12. The two-wire transmitter of claim 11 wherein the control system comprises a digital to analog converter circuit between the programmed processor and the two-wire circuit.

13. The two-wire transmitter of claim 11 wherein the diagnostic function is implemented at startup.

14. The two-wire transmitter of claim 11 wherein the control system uses loop current and terminal voltage to determine loop resistance.

15. The two-wire transmitter of claim 14 wherein the control system uses loop current, terminal voltage and loop resistance to determine supply voltage.

16. The two-wire transmitter of claim 11 wherein the control system comprises a loop feedback circuit to measure loop current.

17. The two-wire transmitter of claim 11 wherein the control system comprises a power feedback circuit to measure terminal voltage.
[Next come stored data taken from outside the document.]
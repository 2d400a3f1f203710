use clap::Parser;
use examprep::cli::ai::{AiConfig, CompletionGateway};
use examprep::cli::{
    run_ask, run_generate, run_grade, run_providers, run_topics, Cli, Commands, Submission,
};
use tracing::warn;
use tracing_subscriber::EnvFilter;

fn main() -> anyhow::Result<()> {
    let cli = Cli::parse();

    // Missing .env is fine; real environment variables win either way
    let _ = dotenvy::dotenv();

    let default_filter = if cli.verbose { "debug" } else { "warn" };
    let filter =
        EnvFilter::try_from_default_env().unwrap_or_else(|_| EnvFilter::new(default_filter));
    tracing_subscriber::fmt()
        .with_env_filter(filter)
        .with_writer(std::io::stderr)
        .init();

    if let Commands::Topics(args) = &cli.command {
        return run_topics(args.grade, args.subject);
    }

    let config = AiConfig::load();
    if !config.is_configured() {
        warn!("no AI provider credentials found");
    }
    let gateway = CompletionGateway::from_config(&config);

    match cli.command {
        Commands::Ask(args) => {
            run_ask(
                &gateway,
                &args.prompt,
                args.temperature,
                args.max_retries,
                args.image.as_deref(),
            )?;
        }
        Commands::Providers => {
            run_providers(&gateway)?;
        }
        Commands::Generate(args) => {
            let save_dir = args.save_dir();
            run_generate(
                &gateway,
                args.grade,
                args.subject,
                args.topic.as_deref(),
                args.count,
                save_dir.as_deref(),
            )?;
        }
        Commands::Grade(args) => {
            let submission = match (&args.answers, &args.image) {
                (Some(path), _) => Submission::Typed(path),
                (None, Some(path)) => Submission::Photo(path),
                (None, None) => anyhow::bail!("Provide --answers or --image."),
            };
            let save_dir = args.save_dir();
            run_grade(
                &gateway,
                &args.questions,
                submission,
                &args.context(),
                &args.student,
                save_dir.as_deref(),
            )?;
        }
        Commands::Topics(_) => {}
    }

    Ok(())
}
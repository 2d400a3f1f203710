use thiserror::Error;

/// Why a single provider attempt failed.
///
/// The gateway treats every variant the same way: log, retry while the
/// budget lasts, then fall through to the next provider.
#[derive(Debug, Error)]
pub enum ProviderError {
    #[error("{0} is not configured")]
    Unconfigured(&'static str),

    #[error("{provider} cannot process images")]
    UnsupportedModality { provider: String },

    #[error("API error {status}: {body}")]
    Http { status: u16, body: String },

    #[error("request failed: {0}")]
    Transport(#[from] reqwest::Error),

    #[error("malformed response: {0}")]
    MalformedResponse(String),
}

impl ProviderError {
    pub fn malformed(detail: impl Into<String>) -> Self {
        Self::MalformedResponse(detail.into())
    }
}

impl From<serde_json::Error> for ProviderError {
    fn from(err: serde_json::Error) -> Self {
        Self::MalformedResponse(err.to_string())
    }
}

#[cfg(test)]
mod tests {
    use super::*;

    #[test]
    fn test_http_error_message() {
        let err = ProviderError::Http {
            status: 429,
            body: "rate limited".to_string(),
        };
        assert_eq!(err.to_string(), "API error 429: rate limited");
    }

    #[test]
    fn test_json_error_is_malformed() {
        let err: ProviderError = serde_json::from_str::<serde_json::Value>("{")
            .unwrap_err()
            .into();
        assert!(matches!(err, ProviderError::MalformedResponse(_)));
    }
}
use regex::Regex;
use std::fmt;
use std::sync::OnceLock;

use super::syllabus::{Grade, Subject};

/// A single numbered practice question
#[derive(Debug, Clone, PartialEq, Eq)]
pub struct Question {
    pub number: u32,
    pub text: String,
}

impl fmt::Display for Question {
    fn fmt(&self, f: &mut fmt::Formatter<'_>) -> fmt::Result {
        write!(f, "Q{}. {}", self.number, self.text)
    }
}

/// Questions generated for one grade/subject/topic
#[derive(Debug, Clone, PartialEq, Eq)]
pub struct QuestionSet {
    pub grade: Grade,
    pub subject: Subject,
    pub topic: String,
    pub questions: Vec<Question>,
    /// Provider tag, or "local" when the sample bank was used
    pub source: String,
}

impl QuestionSet {
    /// Questions separated by blank lines, as displayed and exported
    pub fn formatted(&self) -> String {
        format_questions(&self.questions)
    }
}

pub fn format_questions(questions: &[Question]) -> String {
    questions
        .iter()
        .map(|q| q.to_string())
        .collect::<Vec<_>>()
        .join("\n\n")
}

fn question_line() -> &'static Regex {
    static RE: OnceLock<Regex> = OnceLock::new();
    RE.get_or_init(|| Regex::new(r"(?i)^Q(\d+)\.?\s*(.*)$").expect("valid question regex"))
}

/// Parse free-form model output into questions.
///
/// A trimmed line starting `Q<n>` (optional dot) opens a question; any other
/// non-blank line continues the current one. Text before the first question
/// is dropped. At most `limit` questions are returned.
pub fn parse_questions(text: &str, limit: usize) -> Vec<Question> {
    let mut questions = Vec::new();
    let mut current: Option<Question> = None;

    for raw_line in text.lines() {
        let line = raw_line.trim();
        if line.is_empty() {
            continue;
        }

        let opened = question_line()
            .captures(line)
            .and_then(|caps| Some((caps[1].parse::<u32>().ok()?, caps[2].trim().to_string())));

        match opened {
            Some((number, rest)) => {
                if let Some(done) = current.take() {
                    questions.push(done);
                }
                current = Some(Question { number, text: rest });
            }
            None => {
                if let Some(q) = current.as_mut() {
                    if !q.text.is_empty() {
                        q.text.push(' ');
                    }
                    q.text.push_str(line);
                }
            }
        }
    }

    if let Some(done) = current {
        questions.push(done);
    }

    questions.truncate(limit);
    questions
}

#[cfg(test)]
mod tests {
    use super::*;

    #[test]
    fn test_parse_simple() {
        let questions = parse_questions("Q1. Add 2 and 3.\nQ2. Subtract 4 from 9.", 10);
        assert_eq!(questions.len(), 2);
        assert_eq!(questions[0].to_string(), "Q1. Add 2 and 3.");
        assert_eq!(questions[1].number, 2);
    }

    #[test]
    fn test_parse_multi_digit_and_case() {
        let text = (1..=12)
            .map(|i| format!("q{} Question {}", i, i))
            .collect::<Vec<_>>()
            .join("\n");
        let questions = parse_questions(&text, 20);
        assert_eq!(questions.len(), 12);
        assert_eq!(questions[11].to_string(), "Q12. Question 12");
    }

    #[test]
    fn test_parse_continuation_and_preamble() {
        let text = "Here are your questions:\n\n\
                    Q1. A farmer has 12 cows.\n   He sells 5.\n\n\
                    How many remain?\nQ2. Name a prime.";
        let questions = parse_questions(text, 10);
        assert_eq!(questions.len(), 2);
        assert_eq!(
            questions[0].text,
            "A farmer has 12 cows. He sells 5. How many remain?"
        );
    }

    #[test]
    fn test_parse_truncates() {
        let questions = parse_questions("Q1. a\nQ2. b\nQ3. c", 2);
        assert_eq!(questions.len(), 2);
    }

    #[test]
    fn test_parse_nothing() {
        assert!(parse_questions("No questions here.", 5).is_empty());
        assert!(parse_questions("", 5).is_empty());
    }

    #[test]
    fn test_format_questions() {
        let questions = vec![
            Question { number: 1, text: "a".into() },
            Question { number: 2, text: "b".into() },
        ];
        assert_eq!(format_questions(&questions), "Q1. a\n\nQ2. b");
    }
}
18. The two-wire transmitter of claim 11 wherein the control system comprises a display for displaying a low supply voltage warning message if power supply voltage is below the select voltage level.

19. The two-wire transmitter of claim 11 wherein the control system transmits a fault message on the loop if power supply voltage is below the select voltage level.

20. The two-wire transmitter of claim 11 wherein the control system controls loop current at a safe fault condition if power supply voltage is below the select voltage level.